§ **What to do**
Even if a line seems odd, print it as it is, and include every record.

Stored items:

++++++++

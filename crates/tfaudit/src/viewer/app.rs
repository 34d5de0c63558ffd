//! Viewer state: the borrowed event list and the scroll position.

use crossterm::event::{KeyCode, KeyEvent, KeyEventKind, KeyModifiers};

use crate::model::AuditEvent;

/// Number of table columns.
pub const COLUMN_COUNT: usize = 7;

/// Column titles, in display order.
pub const COLUMN_TITLES: [&str; COLUMN_COUNT] = [
    "#",
    "Timestamp",
    "Type",
    "ID",
    "Auth",
    "Resource",
    "Action",
];

/// Cell text for one row. `number` is 1-based.
pub fn row_cells(number: usize, event: &AuditEvent) -> [String; COLUMN_COUNT] {
    [
        number.to_string(),
        event.timestamp.to_string(),
        event.kind.clone(),
        event.id.clone(),
        event.auth.description.clone(),
        event.resource.kind.clone(),
        event.resource.action.clone(),
    ]
}

/// Interactive table state.
pub struct Viewer<'a> {
    events: &'a [AuditEvent],
    /// Index of the first visible row.
    offset: usize,
    /// Rows that fit on screen, as of the last draw.
    page_height: usize,
    /// Widest cell per column, header included.
    column_widths: [u16; COLUMN_COUNT],
    exit: bool,
}

impl<'a> Viewer<'a> {
    /// Creates a viewer over `events`, scrolled to the top.
    pub fn new(events: &'a [AuditEvent]) -> Self {
        let mut column_widths = COLUMN_TITLES.map(display_width);
        for (index, event) in events.iter().enumerate() {
            for (width, cell) in column_widths.iter_mut().zip(row_cells(index + 1, event)) {
                *width = (*width).max(display_width(&cell));
            }
        }

        Self {
            events,
            offset: 0,
            page_height: 0,
            column_widths,
            exit: false,
        }
    }

    /// Applies a key press.
    ///
    /// Bindings: `Esc` or `Ctrl-C` exits; `Up`/`k` and `Down`/`j` move one
    /// row; `PageUp`/`PageDown` move one screen; `Home`/`g` and `End`/`G`
    /// jump to either end.
    pub fn handle_key(&mut self, key: KeyEvent) {
        if key.kind != KeyEventKind::Press {
            return;
        }

        match key.code {
            KeyCode::Esc => self.exit = true,
            KeyCode::Char('c') if key.modifiers.contains(KeyModifiers::CONTROL) => {
                self.exit = true;
            }
            KeyCode::Up | KeyCode::Char('k') => self.scroll_up(1),
            KeyCode::Down | KeyCode::Char('j') => self.scroll_down(1),
            KeyCode::PageUp => self.scroll_up(self.page_step()),
            KeyCode::PageDown => self.scroll_down(self.page_step()),
            KeyCode::Home | KeyCode::Char('g') => self.offset = 0,
            KeyCode::End | KeyCode::Char('G') => self.offset = self.max_offset(),
            _ => {}
        }
    }

    /// Scrolls towards the first row.
    pub fn scroll_up(&mut self, rows: usize) {
        self.offset = self.offset.saturating_sub(rows);
    }

    /// Scrolls towards the last row, stopping once the last page is full.
    pub fn scroll_down(&mut self, rows: usize) {
        self.offset = self.offset.saturating_add(rows).min(self.max_offset());
    }

    /// Records how many rows the table area can show.
    ///
    /// Called on every draw so resizes keep the offset in range.
    pub fn set_page_height(&mut self, rows: usize) {
        self.page_height = rows;
        self.offset = self.offset.min(self.max_offset());
    }

    /// Rows currently on screen, paired with their 1-based row numbers.
    pub fn visible(&self) -> impl Iterator<Item = (usize, &'a AuditEvent)> {
        let events = self.events;
        events
            .iter()
            .enumerate()
            .skip(self.offset)
            .take(self.page_height)
            .map(|(index, event)| (index + 1, event))
    }

    pub fn offset(&self) -> usize {
        self.offset
    }

    pub fn column_widths(&self) -> [u16; COLUMN_COUNT] {
        self.column_widths
    }

    pub fn should_exit(&self) -> bool {
        self.exit
    }

    fn max_offset(&self) -> usize {
        self.events.len().saturating_sub(self.page_height)
    }

    fn page_step(&self) -> usize {
        self.page_height.max(1)
    }
}

fn display_width(text: &str) -> u16 {
    u16::try_from(text.chars().count()).unwrap_or(u16::MAX)
}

++++++++

§ **Output below**
filename crates/tfaudit/src/viewer/app.rs
repository 34d5de0c63558ffd
//! Viewer state: the borrowed event list and the scroll position.

use crossterm::event::{KeyCode, KeyEvent, KeyEventKind, KeyModifiers};

use crate::model::AuditEvent;

/// Number of table columns.
pub const COLUMN_COUNT: usize = 7;

/// Column titles, in display order.
pub const COLUMN_TITLES: [&str; COLUMN_COUNT] = [
    "#",
    "Timestamp",
    "Type",
    "ID",
    "Auth",
    "Resource",
    "Action",
];

/// Cell text for one row. `number` is 1-based.
pub fn row_cells(number: usize, event: &AuditEvent) -> [String; COLUMN_COUNT] {
    [
        number.to_string(),
        event.timestamp.to_string(),
        event.kind.clone(),
        event.id.clone(),
        event.auth.description.clone(),
        event.resource.kind.clone(),
        event.resource.action.clone(),
    ]
}

/// Interactive table state.
pub struct Viewer<'a> {
    events: &'a [AuditEvent],
    /// Index of the first visible row.
    offset: usize,
    /// Rows that fit on screen, as of the last draw.
    page_height: usize,
    /// Widest cell per column, header included.
    column_widths: [u16; COLUMN_COUNT],
    exit: bool,
}

impl<'a> Viewer<'a> {
    /// Creates a viewer over `events`, scrolled to the top.
    pub fn new(events: &'a [AuditEvent]) -> Self {
        let mut column_widths = COLUMN_TITLES.map(display_width);
        for (index, event) in events.iter().enumerate() {
            for (width, cell) in column_widths.iter_mut().zip(row_cells(index + 1, event)) {
                *width = (*width).max(display_width(&cell));
            }
        }

        Self {
            events,
            offset: 0,
            page_height: 0,
            column_widths,
            exit: false,
        }
    }

    /// Applies a key press.
    ///
    /// Bindings: `Esc` or `Ctrl-C` exits; `Up`/`k` and `Down`/`j` move one
    /// row; `PageUp`/`PageDown` move one screen; `Home`/`g` and `End`/`G`
    /// jump to either end.
    pub fn handle_key(&mut self, key: KeyEvent) {
        if key.kind != KeyEventKind::Press {
            return;
        }

        match key.code {
            KeyCode::Esc => self.exit = true,
            KeyCode::Char('c') if key.modifiers.contains(KeyModifiers::CONTROL) => {
                self.exit = true;
            }
            KeyCode::Up | KeyCode::Char('k') => self.scroll_up(1),
            KeyCode::Down | KeyCode::Char('j') => self.scroll_down(1),
            KeyCode::PageUp => self.scroll_up(self.page_step()),
            KeyCode::PageDown => self.scroll_down(self.page_step()),
            KeyCode::Home | KeyCode::Char('g') => self.offset = 0,
            KeyCode::End | KeyCode::Char('G') => self.offset = self.max_offset(),
            _ => {}
        }
    }

    /// Scrolls towards the first row.
    pub fn scroll_up(&mut self, rows: usize) {
        self.offset = self.offset.saturating_sub(rows);
    }

    /// Scrolls towards the last row, stopping once the last page is full.
    pub fn scroll_down(&mut self, rows: usize) {
        self.offset = self.offset.saturating_add(rows).min(self.max_offset());
    }

    /// Records how many rows the table area can show.
    ///
    /// Called on every draw so resizes keep the offset in range.
    pub fn set_page_height(&mut self, rows: usize) {
        self.page_height = rows;
        self.offset = self.offset.min(self.max_offset());
    }

    /// Rows currently on screen, paired with their 1-based row numbers.
    pub fn visible(&self) -> impl Iterator<Item = (usize, &'a AuditEvent)> {
        let events = self.events;
        events
            .iter()
            .enumerate()
            .skip(self.offset)
            .take(self.page_height)
            .map(|(index, event)| (index + 1, event))
    }

    pub fn offset(&self) -> usize {
        self.offset
    }

    pub fn column_widths(&self) -> [u16; COLUMN_COUNT] {
        self.column_widths
    }

    pub fn should_exit(&self) -> bool {
        self.exit
    }

    fn max_offset(&self) -> usize {
        self.events.len().saturating_sub(self.page_height)
    }

    fn page_step(&self) -> usize {
        self.page_height.max(1)
    }
}

fn display_width(text: &str) -> u16 {
    u16::try_from(text.chars().count()).unwrap_or(u16::MAX)
}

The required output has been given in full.